Staatsoper Unten den Linden, Berlin
July 5, 2024
Approaching the Staatsoper in Unten den Linden to see Giselle, a fresh summer breeze blowing, I saw the well-dressed crowd, the usual pretzel man selling the well-known German snack, tourists walking by glancing at the gathering, and a homeless guy in a colourful outfit who kindly approached me asking if I knew the score of Germany v Spain, playing at that moment. Berlin is often like this: a sort of improvised theatre where everything randomly merges often creating surreal displays.
Entering the theatre a way more conformist scenario opened up. People chatted, drinks in hand, while others made their way to their seats. And, of course, the orchestra was busy tuning up before the beginning of the performance.
This performance of Patrice Bart’s Giselle was special in that it saw Ksenia Ovsyanick dance the lead role for the last time. Longtime principal dancer of the Staatsballett Berlin, she bids farewell after eight years with the company during which she has danced leading roles in many other major classical productions including The Sleeping Beauty, La Bayadère, The Nutcracker and Don Quixote, plus appearing in many other classical and contemporary works.
Ovsyanick danced Giselle with extreme precision, confidence, beauty and elegance. Her interpretation impeccable both in the first and in the second act.
As a peasant girl, she embodied her with tenderness and remarkable grace. Her gentle movements were seemingly effortless. She danced as if gravity did not exist.

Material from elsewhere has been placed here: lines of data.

use std::marker::PhantomData;

use anyhow::{Context, Result};
use voxelotl_layout::{Layout, StagedBuffer, Stage};
use wgpu::util::DeviceExt;

use crate::pack::{Camera, Environment, LightPacker, Material, Mesh, MeshPacker, ModelInstance};
use crate::render::blend::CullFace;
use crate::render::layout::ContractBindings;
use crate::render::pipeline::{PipelineCache, PipelineOptions};
use crate::render::{RenderCtx, RenderTarget};

/// Static mesh uploaded for one variant.
///
/// The type parameter ties the vertex buffer to the variant whose packer
/// produced it; a `GpuMesh<PhongU8>` cannot be drawn by a `PhongF32` renderer.
pub struct GpuMesh<C> {
    vertex_buffer: wgpu::Buffer,
    index_buffer: wgpu::Buffer,
    index_count: u32,
    _contract: PhantomData<C>,
}

impl<C> GpuMesh<C> {
    pub fn index_count(&self) -> u32 {
        self.index_count
    }
}

/// Instanced mesh renderer for one contract variant.
///
/// Per draw:
/// - vertices at `C::VERTICES_SLOT`
/// - instances at `C::INSTANCE_SLOT`, packed with `C::instance`
/// - vertex uniforms (and fragment uniforms for lit variants) bound at their
///   slot indices in groups 0 and 1
///
/// Uniform blocks are replaced whole. Each draw reads the blocks written
/// before it was recorded, so lighting and camera may change between draws of
/// one pass. Pipelines are cached per option set; switching cull faces back
/// and forth reuses them.
pub struct ModelRenderer<C: MeshPacker> {
    options: PipelineOptions,
    pipelines: PipelineCache,
    bindings: Option<ContractBindings>,

    instance_vbo: Option<wgpu::Buffer>,
    instance_capacity: usize,
    instance_cursor: usize,

    _contract: PhantomData<C>,
}

impl<C: MeshPacker> ModelRenderer<C> {
    pub fn new(options: PipelineOptions) -> Result<Self> {
        anyhow::ensure!(
            options.variant == C::DESC.variant,
            "pipeline options select {} but the renderer packs {}",
            options.variant,
            C::DESC.variant
        );
        Ok(Self {
            options,
            pipelines: PipelineCache::new(),
            bindings: None,
            instance_vbo: None,
            instance_capacity: 0,
            instance_cursor: 0,
            _contract: PhantomData,
        })
    }

    pub fn options(&self) -> &PipelineOptions {
        &self.options
    }

    /// Packs and uploads `mesh`. Returns `None` for a mesh with nothing to draw.
    pub fn upload_mesh(&self, ctx: &RenderCtx<'_>, mesh: &Mesh) -> Option<GpuMesh<C>> {
        if mesh.is_empty() {
            return None;
        }
        let vertices = C::vertices(mesh);
        let variant = C::DESC.variant;

        let vertex_buffer = ctx.device.create_buffer_init(&wgpu::util::BufferInitDescriptor {
            label: Some(&format!("voxelotl {variant} mesh vbo")),
            contents: C::Vertex::slice_as_bytes(&vertices),
            usage: wgpu::BufferUsages::VERTEX,
        });

        // Index buffers must be a multiple of 4 bytes.
        let mut indices = mesh.indices.clone();
        if indices.len() % 2 == 1 {
            indices.push(0);
        }
        let index_buffer = ctx.device.create_buffer_init(&wgpu::util::BufferInitDescriptor {
            label: Some(&format!("voxelotl {variant} mesh ibo")),
            contents: bytemuck::cast_slice(&indices),
            usage: wgpu::BufferUsages::INDEX,
        });

        Some(GpuMesh {
            vertex_buffer,
            index_buffer,
            index_count: mesh.indices.len() as u32,
            _contract: PhantomData,
        })
    }

    /// Switches face culling for the following draws. Uniform rings are kept.
    pub fn set_cull(&mut self, cull: CullFace) {
        self.options.cull = cull;
    }

    /// Number of distinct pipelines built so far.
    pub fn pipeline_count(&self) -> usize {
        self.pipelines.len()
    }

    /// Call once per frame (submission) before the first draw.
    pub fn begin_frame(&mut self) {
        self.instance_cursor = 0;
        if let Some(bindings) = self.bindings.as_mut() {
            bindings.begin_frame();
        }
    }

    pub fn set_camera(&mut self, ctx: &RenderCtx<'_>, camera: &Camera) -> Result<()> {
        let uniforms = C::vertex_uniforms(camera);
        self.write_uniform(ctx, Stage::Vertex, C::VERTEX_UNIFORMS_SLOT, uniforms.as_bytes())
    }

    /// Writes pre-packed uniform bytes after checking they were staged for
    /// this variant and fit the slot.
    pub fn write_raw_uniform(&mut self, ctx: &RenderCtx<'_>, staged: &StagedBuffer) -> Result<()> {
        C::DESC.accept(staged).inspect_err(|e| log::warn!("rejected staged buffer: {e}"))?;
        self.write_uniform(ctx, staged.stage, staged.slot, &staged.bytes)
    }

    fn write_uniform(&mut self, ctx: &RenderCtx<'_>, stage: Stage, slot: u32, bytes: &[u8]) -> Result<()> {
        self.bindings_mut(ctx).write(stage, slot, bytes)?;
        Ok(())
    }

    /// Draws `mesh` once per instance.
    pub fn draw(
        &mut self,
        ctx: &RenderCtx<'_>,
        target: &mut RenderTarget<'_>,
        mesh: &GpuMesh<C>,
        instances: &[ModelInstance],
    ) -> Result<()> {
        if instances.is_empty() || mesh.index_count == 0 {
            return Ok(());
        }

        self.bindings_mut(ctx).flush(ctx.device, ctx.queue);
        self.ensure_instance_capacity(ctx, instances.len());

        let packed: Vec<C::Instance> = instances.iter().map(C::instance).collect();
        let stride = C::Instance::DESC.size as u64;
        let start = self.instance_cursor as u64 * stride;
        let end = start + packed.len() as u64 * stride;

        let instance_vbo = self.instance_vbo.as_ref().context("instance buffer not created")?;
        ctx.queue.write_buffer(instance_vbo, start, C::Instance::slice_as_bytes(&packed));
        self.instance_cursor += packed.len();

        let pipeline = self.pipelines.get_or_create(ctx.device, self.options)?;
        let bindings = self.bindings.as_ref().context("bindings not created")?;

        let label = format!("voxelotl {} pass", C::DESC.variant);
        let mut rpass = target.begin_load_pass(&label, self.options.depth_format.is_some())?;

        rpass.set_pipeline(&pipeline.pipeline);
        bindings.bind(&mut rpass);
        rpass.set_vertex_buffer(C::VERTICES_SLOT, mesh.vertex_buffer.slice(..));
        rpass.set_vertex_buffer(C::INSTANCE_SLOT, instance_vbo.slice(start..end));
        rpass.set_index_buffer(mesh.index_buffer.slice(..), wgpu::IndexFormat::Uint16);
        rpass.draw_indexed(0..mesh.index_count, 0, 0..packed.len() as u32);
        Ok(())
    }

    fn bindings_mut(&mut self, ctx: &RenderCtx<'_>) -> &mut ContractBindings {
        self.bindings.get_or_insert_with(|| ContractBindings::new(ctx.device, C::DESC))
    }

    fn ensure_instance_capacity(&mut self, ctx: &RenderCtx<'_>, additional: usize) {
        let required = self.instance_cursor + additional;
        if required <= self.instance_capacity && self.instance_vbo.is_some() {
            return;
        }

        // Earlier draws this frame keep the old buffer alive through their passes.
        let new_cap = additional.max(self.instance_capacity).next_power_of_two().max(64);
        let new_size = (new_cap * C::Instance::DESC.size) as u64;
        log::debug!(
            "{}: instance buffer {} -> {} records",
            C::DESC.variant,
            self.instance_capacity,
            new_cap
        );

        self.instance_vbo = Some(ctx.device.create_buffer(&wgpu::BufferDescriptor {
            label: Some(&format!("voxelotl {} instance vbo", C::DESC.variant)),
            size: new_size,
            usage: wgpu::BufferUsages::VERTEX | wgpu::BufferUsages::COPY_DST,
            mapped_at_creation: false,
        }));
        self.instance_capacity = new_cap;
        self.instance_cursor = 0;
    }
}

impl<C: LightPacker> ModelRenderer<C> {
    /// Packs and writes the fragment lighting block.
    pub fn set_lighting(
        &mut self,
        ctx: &RenderCtx<'_>,
        camera: &Camera,
        environment: &Environment,
        material: &Material,
    ) -> Result<()> {
        self.set_cull(environment.cull_face);
        let uniforms = C::fragment_uniforms(camera, environment, material);
        self.write_uniform(ctx, Stage::Fragment, C::FRAGMENT_UNIFORMS_SLOT, uniforms.as_bytes())
    }
}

Particularly engaging was that moment when she goes mad having discovered that Albrecht (David Soares), her beloved one, is a nobleman and therefore impossible to marry, despite him also loving her. In that moment of dismay, her disappointment, pain and hopelessness were all fully visible in both her expressive body and face. It was very authentic and very moving.
Noteworthy too were the tender and romantic moments in the dance between Giselle and Albrecht. His well-mannered and amorous behaviour coming together sensationally with her shy yet loving responses.
At the end of the first act, Giselle dies of heart attack because of the realisation that her love cannot be fully lived. Dramatic as it sounds there is something vividly poignant in it. It has many parallels with today. It made me think of people who cannot get married for all sorts of reasons, including caste differences, as in Giselle; and indeed others who cannot live with beloved ones, separation enforced for whatever reason.
Act Two is full of the grief connected to Giselle’s death. Her vitality and energy, which used to be so infectious, disappeared along with those who surrounded her, Albrecht and Hilarion apart. Albrecht, so cheerful and energetic in the first act becomes a man lost, although a sparkle of his vitality and hope is rekindled in their duet of reunion when she appears as a ghost.
Albrecht, set to become a victim of the Willis, is saved by the ghostly Giselle. Their pas de deux is romantic and delicate with a nuance of nostalgia for what was and what will never be, can never be, again. If there is a message, and despite the terribly sad story, it is that while death may divide physically, love continues to live.
It was a marvellous evening. Filling the Staatsoper with a marvellous sense of smooth elegance, her celestial and expressive face, and meticulous dance, Ovsyanick made the masterpiece that is Giselle truly shine.
The supreme music by Adolphe Adam, played by the Staatskapelle Berlin, directed by Marius Stravinsky, accompanied the dance with majesty, helping everyone in the audience immerse themselves in world of Giselle, her joys and struggles.